[Items listed in a dataset]
┌──

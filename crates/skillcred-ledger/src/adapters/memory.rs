use async_trait::async_trait;
use chrono::Utc;
use dashmap::mapref::entry::Entry;
use dashmap::{DashMap, DashSet};
use std::sync::atomic::{AtomicU64, Ordering};
use uuid::Uuid;

use skillcred_core::{CredentialId, CredentialRecord, HolderId, IdempotencyKey, IssuerId, TxRef};

use crate::error::LedgerError;
use crate::traits::LedgerClient;
use crate::types::{IssueReceipt, IssueRequest};

/// In-process, append-only credential ledger.
///
/// Enforces the same contract a deployed ledger does: only authorized
/// issuers may write, an idempotency key can be used once, and revocation
/// is permanent. Used for local development and tests.
pub struct MemoryLedger {
    /// Credential id → record.
    credentials: DashMap<String, CredentialRecord>,
    /// Idempotency key → credential id.
    keys: DashMap<String, CredentialId>,
    authorized_issuers: DashSet<IssuerId>,
    /// Successful writes, for observing duplicate-write bugs.
    writes: AtomicU64,
}

impl MemoryLedger {
    /// Create an empty ledger with no authorized issuers.
    pub fn new() -> Self {
        Self {
            credentials: DashMap::new(),
            keys: DashMap::new(),
            authorized_issuers: DashSet::new(),
            writes: AtomicU64::new(0),
        }
    }

    /// Create a ledger that accepts writes from the given issuers.
    pub fn with_issuers(issuers: impl IntoIterator<Item = IssuerId>) -> Self {
        let ledger = Self::new();
        for issuer in issuers {
            ledger.authorize_issuer(issuer);
        }
        ledger
    }

    /// Grant the issuer role.
    pub fn authorize_issuer(&self, issuer: IssuerId) {
        self.authorized_issuers.insert(issuer);
    }

    /// Withdraw the issuer role.
    pub fn deauthorize_issuer(&self, issuer: &IssuerId) -> bool {
        self.authorized_issuers.remove(issuer).is_some()
    }

    /// Number of credentials ever written.
    pub fn write_count(&self) -> u64 {
        self.writes.load(Ordering::SeqCst)
    }

    /// Number of credentials currently on the ledger.
    pub fn len(&self) -> usize {
        self.credentials.len()
    }

    /// Whether the ledger holds no credentials.
    pub fn is_empty(&self) -> bool {
        self.credentials.is_empty()
    }

    fn tx_ref(credential_id: &CredentialId, key: &IdempotencyKey) -> TxRef {
        let mut hasher = blake3::Hasher::new();
        hasher.update(credential_id.as_str().as_bytes());
        hasher.update(key.as_str().as_bytes());
        TxRef::new(format!("0x{}", hex::encode(hasher.finalize().as_bytes())))
    }
}

impl Default for MemoryLedger {
    fn default() -> Self {
        Self::new()
    }
}

#[async_trait]
impl LedgerClient for MemoryLedger {
    async fn issue(&self, request: IssueRequest) -> Result<IssueReceipt, LedgerError> {
        let issuer = request.metadata.issuer.clone();
        if !self.authorized_issuers.contains(&issuer) {
            return Err(LedgerError::Unauthorized(issuer.to_string()));
        }

        let key = request.metadata.idempotency_key.clone();
        match self.keys.entry(key.as_str().to_string()) {
            Entry::Occupied(existing) => Err(LedgerError::Duplicate(format!(
                "idempotency key {} already used by {}",
                key,
                existing.get()
            ))),
            Entry::Vacant(slot) => {
                let credential_id = CredentialId::new(format!("cred:{}", Uuid::now_v7()));
                let record = CredentialRecord {
                    id: credential_id.clone(),
                    holder: request.holder,
                    issuer,
                    skill: request.skill,
                    artifact_hash: request.artifact_hash,
                    issued_at: Utc::now(),
                    active: true,
                    idempotency_key: Some(key.clone()),
                };
                self.credentials
                    .insert(credential_id.as_str().to_string(), record);
                slot.insert(credential_id.clone());
                self.writes.fetch_add(1, Ordering::SeqCst);

                tracing::info!(
                    credential_id = %credential_id,
                    submission_id = %request.metadata.submission_id,
                    "ledger credential written"
                );

                Ok(IssueReceipt {
                    tx_ref: Self::tx_ref(&credential_id, &key),
                    credential_id,
                })
            }
        }
    }

    async fn get_credential(
        &self,
        id: &CredentialId,
    ) -> Result<Option<CredentialRecord>, LedgerError> {
        Ok(self.credentials.get(id.as_str()).map(|r| r.value().clone()))
    }

    async fn find_by_idempotency_key(
        &self,
        key: &IdempotencyKey,
    ) -> Result<Option<CredentialRecord>, LedgerError> {
        let Some(id) = self.keys.get(key.as_str()).map(|e| e.value().clone()) else {
            return Ok(None);
        };
        self.get_credential(&id).await
    }

    async fn credentials_for_holder(
        &self,
        holder: &HolderId,
    ) -> Result<Vec<CredentialRecord>, LedgerError> {
        let mut records: Vec<CredentialRecord> = self
            .credentials
            .iter()
            .filter(|e| &e.holder == holder)
            .map(|e| e.value().clone())
            .collect();
        records.sort_by(|a, b| a.issued_at.cmp(&b.issued_at));
        Ok(records)
    }

    async fn is_authorized_issuer(&self, issuer: &IssuerId) -> Result<bool, LedgerError> {
        Ok(self.authorized_issuers.contains(issuer))
    }

    async fn revoke(&self, id: &CredentialId, issuer: &IssuerId) -> Result<(), LedgerError> {
        if !self.authorized_issuers.contains(issuer) {
            return Err(LedgerError::Unauthorized(issuer.to_string()));
        }
        let mut record = self
            .credentials
            .get_mut(id.as_str())
            .ok_or_else(|| LedgerError::NotFound(id.clone()))?;
        if record.active {
            record.active = false;
            tracing::info!(credential_id = %id, issuer = %issuer, "ledger credential revoked");
        }
        Ok(())
    }

    fn backend_id(&self) -> &str {
        "ledger-memory"
    }
}
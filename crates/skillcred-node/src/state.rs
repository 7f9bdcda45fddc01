//! Shared state handed to HTTP handlers.

use std::sync::Arc;
use std::time::Instant;

use skillcred_credentials::{IssuanceOrchestrator, ReconciliationSweeper, VerificationResolver};
use skillcred_index::IndexStore;
use skillcred_ledger::MemoryArtifactStore;

pub struct AppState {
    pub orchestrator: IssuanceOrchestrator,
    pub resolver: Arc<VerificationResolver>,
    pub sweeper: Arc<ReconciliationSweeper>,
    pub store: Arc<dyn IndexStore>,
    pub artifacts: Arc<MemoryArtifactStore>,
    /// When the node started.
    pub start_time: Instant,
}

impl AppState {
    pub fn new(
        orchestrator: IssuanceOrchestrator,
        resolver: Arc<VerificationResolver>,
        sweeper: Arc<ReconciliationSweeper>,
        store: Arc<dyn IndexStore>,
        artifacts: Arc<MemoryArtifactStore>,
    ) -> Self {
        Self {
            orchestrator,
            resolver,
            sweeper,
            store,
            artifacts,
            start_time: Instant::now(),
        }
    }
}
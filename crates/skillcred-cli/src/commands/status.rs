//! `skillcred status` — Query the status of a running node.

use clap::Args;
use serde::Deserialize;
use std::collections::BTreeMap;

use super::{unreachable, DEFAULT_ENDPOINT};

#[derive(Args, Debug)]
pub struct StatusArgs {
    /// API endpoint of the node.
    #[arg(short, long, default_value = DEFAULT_ENDPOINT)]
    pub endpoint: String,
}

#[derive(Deserialize)]
struct StatusResponse {
    version: String,
    issuer: String,
    ledger_backend: String,
    uptime_secs: u64,
    mirrors: BTreeMap<String, usize>,
}

pub async fn run(args: &StatusArgs) -> anyhow::Result<()> {
    let url = format!("{}/api/v1/status", args.endpoint);
    let resp = reqwest::get(&url).await;

    match resp {
        Ok(r) if r.status().is_success() => {
            let status: StatusResponse = r.json().await?;
            println!("Node Status:");
            println!("  Version:    {}", status.version);
            println!("  Issuer:     {}", status.issuer);
            println!("  Ledger:     {}", status.ledger_backend);
            println!("  Uptime:     {}s", status.uptime_secs);
            println!("  Mirrors:");
            for (state, count) in &status.mirrors {
                println!("    {:<28} {}", state, count);
            }
        }
        Ok(r) => {
            anyhow::bail!("node returned HTTP {}", r.status());
        }
        Err(e) => unreachable(&args.endpoint, &e),
    }

    Ok(())
}
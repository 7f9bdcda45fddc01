//! Skillcred Index — the local, best-effort mirror of ledger credentials
//! plus the submission metadata the ledger does not hold.

pub mod error;
pub mod memory;
pub mod rocks;
pub mod traits;

pub use error::IndexError;
pub use memory::MemoryIndexStore;
pub use rocks::RocksIndexStore;
pub use traits::{ClaimOutcome, IndexStore};
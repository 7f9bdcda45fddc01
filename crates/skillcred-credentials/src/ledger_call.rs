use std::future::Future;
use std::time::Duration;

use skillcred_ledger::LedgerError;

/// Bound a ledger call. Running out of time is indeterminate, like a
/// dropped connection.
pub(crate) async fn bounded<T>(
    limit: Duration,
    call: impl Future<Output = Result<T, LedgerError>>,
) -> Result<T, LedgerError> {
    match tokio::time::timeout(limit, call).await {
        Ok(result) => result,
        Err(_) => Err(LedgerError::Timeout(limit)),
    }
}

└──

# Task instructions
What the answer needs is every line from the data above with "traits" in it.

# Response below
use crate::traits::LedgerClient;
pub mod traits;
pub use traits::{ClaimOutcome, IndexStore};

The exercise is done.